Compassion and Suffering

 

 

Scorpion’s Kiss 2015, pen and ink on canvas

This was something I just happened upon this morning as I was searching for a work of art on one of my hard drives. It was written right before they found out I had Celiac’s Disease, 8 years ago, so my health problems were at their absolute worst. I was in agony from Fibromyalgia, my guts were a wreck, I had constant yeast infections and I was always so tired that I could have never slept enough yet I suffered from severe insomnia. I was a mess. But this writing sparked something in my heart today and I want to share it with you. There is still so much truth to this in my life and hopefully in yours too.

 

Compassion and Suffering, 2009

What I am about to disclose is not easy to write.  I was brought up not to complain and that was that.  Over the years, I’ve realized that there are valuable lessons in everything I have gone through, not just for me perhaps.  I’ve put my illuminations, my visions, the realities of our higher selves into my paintings.  They are what I would consider dealing with the sacred.  This writing deals far more with the profane, the everyday.

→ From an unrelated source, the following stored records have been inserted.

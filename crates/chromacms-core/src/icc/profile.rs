//! Profile container: header plus decoded tag table

use std::collections::HashMap;
use std::fmt;

use sha2::{Digest, Sha256};

use crate::color::{WhitePoint, Xyz};
use crate::error::{DecodeError, ParseError};
use crate::icc::header::{ColorSpace, ProfileHeader, RenderingIntent, HEADER_SIZE};
use crate::icc::tags::{self, Curve, Lut, NamedColorList, TagData};
use crate::icc::types::{TagSignature, TypeSignature};
use crate::math::Matrix3x3;

/// Upper bound on tag directory entries; real profiles carry a few
/// dozen at most, so anything beyond this is a hostile or corrupt file
pub const MAX_TAG_COUNT: usize = 100;

/// Content hash identifying a profile byte-for-byte (SHA-256)
#[derive(Debug, Clone, Copy, PartialEq, Eq, Hash)]
pub struct ProfileId(pub [u8; 32]);

impl ProfileId {
    /// Hash raw profile bytes
    pub fn of(data: &[u8]) -> Self {
        let mut hasher = Sha256::new();
        hasher.update(data);
        Self(hasher.finalize().into())
    }
}

impl fmt::Display for ProfileId {
    fn fmt(&self, f: &mut fmt::Formatter<'_>) -> fmt::Result {
        for b in &self.0[..8] {
            write!(f, "{:02x}", b)?;
        }
        Ok(())
    }
}

/// Non-fatal condition noticed while parsing
///
/// A profile that produces warnings still parses; affected tags
/// degrade to [`TagData::Opaque`] (or, for curve tags with an unknown
/// function family, an identity curve) so the rest stays usable.
#[derive(Debug, Clone, PartialEq, Eq, thiserror::Error)]
#[non_exhaustive]
pub enum ParseWarning {
    #[error("duplicate tag '{tag}', keeping the later entry")]
    DuplicateTag { tag: TagSignature },

    #[error("tag '{tag}' failed to decode: {reason}")]
    TagDecodeFailed { tag: TagSignature, reason: String },
}

/// A parsed ICC profile
#[derive(Debug, Clone)]
pub struct Profile {
    pub header: ProfileHeader,
    tags: HashMap<TagSignature, TagData>,
    warnings: Vec<ParseWarning>,
    id: ProfileId,
    data: Vec<u8>,
}

impl Profile {
    /// Parse a profile from raw bytes
    ///
    /// Structural problems (bad header, out-of-bounds tags) fail hard;
    /// per-tag decode problems degrade that tag to opaque bytes and
    /// are reported through [`Profile::warnings`].
    pub fn parse(data: &[u8]) -> Result<Self, ParseError> {
        let header = ProfileHeader::parse(data)?;
        let profile_len = header.size as usize;

        if data.len() < HEADER_SIZE + 4 {
            return Err(ParseError::TruncatedHeader {
                expected: HEADER_SIZE + 4,
                actual: data.len(),
            });
        }
        let count =
            u32::from_be_bytes([data[128], data[129], data[130], data[131]]) as usize;
        if count > MAX_TAG_COUNT {
            return Err(ParseError::TooManyTags {
                count,
                limit: MAX_TAG_COUNT,
            });
        }

        let table_end = 132 + count * 12;
        if data.len() < table_end {
            return Err(ParseError::TruncatedHeader {
                expected: table_end,
                actual: data.len(),
            });
        }

        let mut tags = HashMap::with_capacity(count);
        let mut warnings = Vec::new();

        for i in 0..count {
            let base = 132 + i * 12;
            let read = |off: usize| {
                u32::from_be_bytes([data[off], data[off + 1], data[off + 2], data[off + 3]])
            };
            let tag = TagSignature(read(base));
            let offset = read(base + 4);
            let size = read(base + 8);

            let end = offset as usize + size as usize;
            if (offset as usize) < HEADER_SIZE || end > profile_len {
                return Err(ParseError::TagOutOfBounds {
                    tag,
                    offset,
                    size,
                    profile_size: profile_len,
                });
            }

            let body = &data[offset as usize..end];
            let decoded = match tags::decode(tag, body) {
                Ok(decoded) => decoded,
                Err(err) => {
                    warnings.push(ParseWarning::TagDecodeFailed {
                        tag,
                        reason: err.to_string(),
                    });
                    match err {
                        // A curve tag with an unrecognized function
                        // family stays usable as an identity curve
                        DecodeError::UnknownCurveType(_) => TagData::Curve(Curve::Identity),
                        _ => {
                            let type_sig =
                                tags::type_signature(body).unwrap_or(TypeSignature(0));
                            TagData::Opaque {
                                type_sig,
                                data: body.to_vec(),
                            }
                        }
                    }
                }
            };

            // Later directory entries win over earlier ones
            if tags.insert(tag, decoded).is_some() {
                warnings.push(ParseWarning::DuplicateTag { tag });
            }
        }

        Ok(Self {
            header,
            tags,
            warnings,
            id: ProfileId::of(data),
            data: data.to_vec(),
        })
    }

    /// Content hash of the raw bytes this profile was parsed from
    pub fn id(&self) -> ProfileId {
        self.id
    }

    /// The raw profile bytes
    pub fn to_bytes(&self) -> &[u8] {
        &self.data
    }

    /// Non-fatal conditions encountered during parsing
    pub fn warnings(&self) -> &[ParseWarning] {
        &self.warnings
    }

    pub fn tag(&self, sig: TagSignature) -> Option<&TagData> {
        self.tags.get(&sig)
    }

    pub fn has_tag(&self, sig: TagSignature) -> bool {
        self.tags.contains_key(&sig)
    }

    pub fn curve(&self, sig: TagSignature) -> Option<&Curve> {
        self.tag(sig).and_then(TagData::as_curve)
    }

    pub fn xyz_tag(&self, sig: TagSignature) -> Option<Xyz> {
        self.tag(sig).and_then(TagData::as_xyz)
    }

    /// Media white point: the 'wtpt' tag, falling back to the header
    /// illuminant when the tag is missing
    pub fn white_point(&self) -> WhitePoint {
        let xyz = self
            .xyz_tag(TagSignature::MEDIA_WHITE)
            .unwrap_or(self.header.illuminant);
        WhitePoint::from_xyz(xyz)
    }

    /// The 'chad' chromatic adaptation matrix, if present
    pub fn chromatic_adaptation(&self) -> Option<Matrix3x3> {
        match self.tag(TagSignature::CHAD)? {
            TagData::Matrix(m) => Some(*m),
            _ => None,
        }
    }

    /// Profile description from 'desc', whichever text form it uses
    pub fn description(&self) -> Option<&str> {
        match self.tag(TagSignature::DESC)? {
            TagData::Text(s) => Some(s.as_str()),
            _ => None,
        }
    }

    pub fn named_colors(&self) -> Option<&NamedColorList> {
        match self.tag(TagSignature::NAMED_COLOR2)? {
            TagData::NamedColors(list) => Some(list),
            _ => None,
        }
    }

    /// RGB colorant matrix (columns rXYZ, gXYZ, bXYZ), if all present
    pub fn colorant_matrix(&self) -> Option<Matrix3x3> {
        let r = self.xyz_tag(TagSignature::RED_COLORANT)?;
        let g = self.xyz_tag(TagSignature::GREEN_COLORANT)?;
        let b = self.xyz_tag(TagSignature::BLUE_COLORANT)?;
        Some(Matrix3x3::new([
            [r.x, g.x, b.x],
            [r.y, g.y, b.y],
            [r.z, g.z, b.z],
        ]))
    }

    /// Per-channel TRC curves for an RGB matrix-shaper profile
    pub fn rgb_trc(&self) -> Option<[&Curve; 3]> {
        Some([
            self.curve(TagSignature::RED_TRC)?,
            self.curve(TagSignature::GREEN_TRC)?,
            self.curve(TagSignature::BLUE_TRC)?,
        ])
    }

    /// True when the profile can run as a matrix-shaper (TRCs plus
    /// colorants, no LUT required)
    pub fn is_matrix_shaper(&self) -> bool {
        self.rgb_trc().is_some() && self.colorant_matrix().is_some()
    }

    /// Device → PCS LUT for an intent, with ICC fallback order
    ///
    /// Colorimetric intents prefer A2B1, saturation prefers A2B2, and
    /// both fall back to A2B0. Absolute colorimetric shares the
    /// relative tables; the white point adjustment happens later.
    pub fn a2b_for_intent(&self, intent: RenderingIntent) -> Option<&Lut> {
        let order: &[TagSignature] = match intent {
            RenderingIntent::Perceptual => &[TagSignature::A2B0],
            RenderingIntent::RelativeColorimetric | RenderingIntent::AbsoluteColorimetric => {
                &[TagSignature::A2B1, TagSignature::A2B0]
            }
            RenderingIntent::Saturation => &[TagSignature::A2B2, TagSignature::A2B0],
        };
        order
            .iter()
            .find_map(|sig| self.tag(*sig).and_then(TagData::as_lut))
    }

    /// PCS → device LUT for an intent, same fallback order as A2B
    pub fn b2a_for_intent(&self, intent: RenderingIntent) -> Option<&Lut> {
        let order: &[TagSignature] = match intent {
            RenderingIntent::Perceptual => &[TagSignature::B2A0],
            RenderingIntent::RelativeColorimetric | RenderingIntent::AbsoluteColorimetric => {
                &[TagSignature::B2A1, TagSignature::B2A0]
            }
            RenderingIntent::Saturation => &[TagSignature::B2A2, TagSignature::B2A0],
        };
        order
            .iter()
            .find_map(|sig| self.tag(*sig).and_then(TagData::as_lut))
    }

    pub fn color_space(&self) -> ColorSpace {
        self.header.color_space
    }

    pub fn pcs(&self) -> ColorSpace {
        self.header.pcs
    }
}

When I was 15, for no foreseeable reason at all, I lost my periods.  I wasn’t stressed, over excersizing, not eating enough or any of the many other reasons that the doctors were trying to convince me and my mother was happening to me.  Nope, I was seemingly healthy, but with no periods from one month to the next.  For the next year and a half I went through test and after, MRI’s, CAT Scans, more blood drawn than I care to remember, all with no conclusive evidence of “anything wrong.”  This was a little low, that was a little high, but all well within range so none of my doctors thought it any problem.  During this time I began to lose considerable weight and the more I lost, the more the specialists were convinced it was because of that, heedless of the fact that I hadn’t lost any weight prior to losing my periods.  Finally, after all that time, they decided that perhaps, “these things sometimes happen” (ie. They had no flippin’ clue) and they recommended I go on the pill to jump start my periods.  At 17 I went on the pill.  I gained back the 25 pounds (plus a few extra) I had lost over 2 years in about a month which sent my self esteem, health, emotions, and mental stability over it all in a tail spin and I suffered from relentless eating disorders for the next several years.

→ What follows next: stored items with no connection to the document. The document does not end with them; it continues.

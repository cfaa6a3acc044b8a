//! Tag payload decoding
//!
//! Each tag body starts with a 4-byte type signature and 4 reserved
//! bytes; the dispatcher below maps the signature to the right decoder.
//! Unrecognized types are kept as raw bytes so a profile with vendor
//! tags still parses.

pub mod curves;
pub mod lut;
pub mod named;
pub mod text;
pub mod xyz;

pub use curves::Curve;
pub use lut::{Clut, Lut, LutElement};
pub use named::{NamedColor, NamedColorList};

use crate::color::Xyz;
use crate::error::DecodeError;
use crate::icc::types::{TagSignature, TypeSignature};
use crate::math::Matrix3x3;

/// A decoded tag payload
#[derive(Debug, Clone, PartialEq)]
pub enum TagData {
    Curve(Curve),
    Lut(Lut),
    Xyz(Xyz),
    /// 'sf32' 3x3 matrix (the 'chad' tag)
    Matrix(Matrix3x3),
    Text(String),
    NamedColors(NamedColorList),
    /// Unrecognized type, raw bytes preserved
    Opaque {
        type_sig: TypeSignature,
        data: Vec<u8>,
    },
}

impl TagData {
    pub fn as_curve(&self) -> Option<&Curve> {
        match self {
            Self::Curve(c) => Some(c),
            _ => None,
        }
    }

    pub fn as_lut(&self) -> Option<&Lut> {
        match self {
            Self::Lut(l) => Some(l),
            _ => None,
        }
    }

    pub fn as_xyz(&self) -> Option<Xyz> {
        match self {
            Self::Xyz(v) => Some(*v),
            _ => None,
        }
    }
}

/// Read a tag body's type signature
pub fn type_signature(data: &[u8]) -> Result<TypeSignature, DecodeError> {
    if data.len() < 8 {
        return Err(DecodeError::Truncated {
            what: "tag type header",
            expected: 8,
            actual: data.len(),
        });
    }
    Ok(TypeSignature(u32::from_be_bytes([
        data[0], data[1], data[2], data[3],
    ])))
}

/// Payload types a known tag signature is allowed to carry
///
/// Returns None for signatures this crate has no expectations about
/// (vendor tags decode by payload type alone).
fn permitted_types(tag: TagSignature) -> Option<(&'static [TypeSignature], &'static str)> {
    match tag {
        TagSignature::RED_TRC
        | TagSignature::GREEN_TRC
        | TagSignature::BLUE_TRC
        | TagSignature::GRAY_TRC => {
            Some((&[TypeSignature::CURVE, TypeSignature::PARA], "a curve ('curv' or 'para')"))
        }
        TagSignature::RED_COLORANT
        | TagSignature::GREEN_COLORANT
        | TagSignature::BLUE_COLORANT
        | TagSignature::MEDIA_WHITE
        | TagSignature::MEDIA_BLACK => Some((&[TypeSignature::XYZ], "'XYZ '")),
        TagSignature::CHAD => Some((&[TypeSignature::SF32], "'sf32'")),
        TagSignature::A2B0 | TagSignature::A2B1 | TagSignature::A2B2 => Some((
            &[TypeSignature::LUT8, TypeSignature::LUT16, TypeSignature::LUT_A2B],
            "a LUT ('mft1', 'mft2' or 'mAB ')",
        )),
        TagSignature::B2A0 | TagSignature::B2A1 | TagSignature::B2A2 => Some((
            &[TypeSignature::LUT8, TypeSignature::LUT16, TypeSignature::LUT_B2A],
            "a LUT ('mft1', 'mft2' or 'mBA ')",
        )),
        TagSignature::DESC | TagSignature::COPYRIGHT => Some((
            &[TypeSignature::TEXT, TypeSignature::DESC, TypeSignature::MLUC],
            "text ('text', 'desc' or 'mluc')",
        )),
        TagSignature::NAMED_COLOR2 => Some((&[TypeSignature::NAMED_COLOR2], "'ncl2'")),
        _ => None,
    }
}

/// Decode a tag body, checking the payload type against the tag
///
/// A known tag signature carrying a payload type it never uses (say a
/// TRC tag holding 'XYZ ' data) is rejected so the caller can degrade
/// it instead of silently misfiling the value.
pub fn decode(tag: TagSignature, data: &[u8]) -> Result<TagData, DecodeError> {
    let sig = type_signature(data)?;
    if let Some((allowed, expected)) = permitted_types(tag) {
        if !allowed.contains(&sig) {
            return Err(DecodeError::TypeMismatch {
                tag,
                type_sig: sig,
                expected,
            });
        }
    }
    match sig {
        TypeSignature::CURVE => Ok(TagData::Curve(curves::decode_curv(data)?)),
        TypeSignature::PARA => Ok(TagData::Curve(curves::decode_para(data)?)),
        TypeSignature::LUT8 => Ok(TagData::Lut(lut::decode_mft(data, false)?)),
        TypeSignature::LUT16 => Ok(TagData::Lut(lut::decode_mft(data, true)?)),
        TypeSignature::LUT_A2B => Ok(TagData::Lut(lut::decode_mab(data, false)?)),
        TypeSignature::LUT_B2A => Ok(TagData::Lut(lut::decode_mab(data, true)?)),
        TypeSignature::XYZ => Ok(TagData::Xyz(xyz::decode_xyz(data)?)),
        TypeSignature::SF32 => Ok(TagData::Matrix(xyz::decode_sf32_matrix(data)?)),
        TypeSignature::TEXT => Ok(TagData::Text(text::decode_text(data)?)),
        TypeSignature::DESC => Ok(TagData::Text(text::decode_desc(data)?)),
        TypeSignature::MLUC => Ok(TagData::Text(text::decode_mluc(data)?)),
        TypeSignature::NAMED_COLOR2 => Ok(TagData::NamedColors(named::decode_ncl2(data)?)),
        _ => Ok(TagData::Opaque {
            type_sig: sig,
            data: data.to_vec(),
        }),
    }
}

#[cfg(test)]
mod tests {
    use super::*;

    #[test]
    fn test_unknown_type_is_opaque() {
        let mut data = Vec::new();
        data.extend_from_slice(b"vend");
        data.extend_from_slice(&[0; 4]);
        data.extend_from_slice(&[1, 2, 3]);
        let tag = TagSignature::from_bytes(*b"vndr");
        match decode(tag, &data).unwrap() {
            TagData::Opaque { type_sig, data } => {
                assert_eq!(type_sig, TypeSignature::from_bytes(*b"vend"));
                assert_eq!(data.len(), 11);
            }
            other => panic!("expected opaque, got {:?}", other),
        }
    }

    #[test]
    fn test_short_body() {
        assert!(matches!(
            decode(TagSignature::DESC, &[0u8; 4]),
            Err(DecodeError::Truncated { .. })
        ));
    }

    #[test]
    fn test_trc_with_xyz_payload_is_mismatch() {
        let mut data = Vec::new();
        data.extend_from_slice(b"XYZ ");
        data.extend_from_slice(&[0; 4]);
        data.extend_from_slice(&[0; 12]);
        let err = decode(TagSignature::RED_TRC, &data).unwrap_err();
        assert!(matches!(
            err,
            DecodeError::TypeMismatch {
                tag: TagSignature::RED_TRC,
                type_sig: TypeSignature::XYZ,
                ..
            }
        ));
    }

    #[test]
    fn test_a2b_rejects_mba_payload() {
        let mut data = Vec::new();
        data.extend_from_slice(b"mBA ");
        data.extend_from_slice(&[0; 4]);
        data.extend_from_slice(&[0; 24]);
        assert!(matches!(
            decode(TagSignature::A2B0, &data),
            Err(DecodeError::TypeMismatch { .. })
        ));
    }
}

I was on again off again with the pill.  It did jump start my periods so when I went off around 19, we thought all was well.  My weight was a gain 5 pounds lost 5 pounds every month and within the next year I began to have such severe cramping that I would be doubled over from one minute to the next like someone had karate kicked me in my ovaries.  I was having night sweats and random day sweats, like I was going through menopause.  Without any real conclusions from “regular” doctors, I was taken to a holistic center for some testing.  They determined I was indeed going through menopause as far as my estrogen levels were concerned whereas my progesterone was fine.  Treatments were expensive and not covered by my insurance so back to traditional medicine and back on the pill I went.

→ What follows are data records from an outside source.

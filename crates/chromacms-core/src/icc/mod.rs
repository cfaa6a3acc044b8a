//! ICC profile container parsing
//!
//! An ICC profile is a 128-byte header, a tag directory, and tag data
//! blocks. This module reads that layout bit-exactly per ICC.1:2022
//! and decodes tag payloads into executable primitives.

pub mod header;
pub mod profile;
pub mod tags;
pub mod types;

pub use header::{ColorSpace, ProfileClass, ProfileHeader, RenderingIntent};
pub use profile::{ParseWarning, Profile};
pub use tags::TagData;
pub use types::{TagSignature, TypeSignature};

Whatever doctor I had gone to was promoting a certain new type of pill in her office so that’s what I was given, assured it was the right hormone mix for my slightly too low estrogen and slightly high progesterone.  In the next few months, I developed horrific sweats and I had to eat every 2 hours or I would faint.  That developed into eating, then throwing up 15 minutes later what looked like stomach acid and bile.  I lived on toast for 2 months.  I was in college at the time and I went to see someone else who reviewed my history and told me the pill I was given was exacerbating my condition and switched me to something else.  More tests, endoscopies and colonoscopies, blood work and nexium later, I was back to my semi-normal state.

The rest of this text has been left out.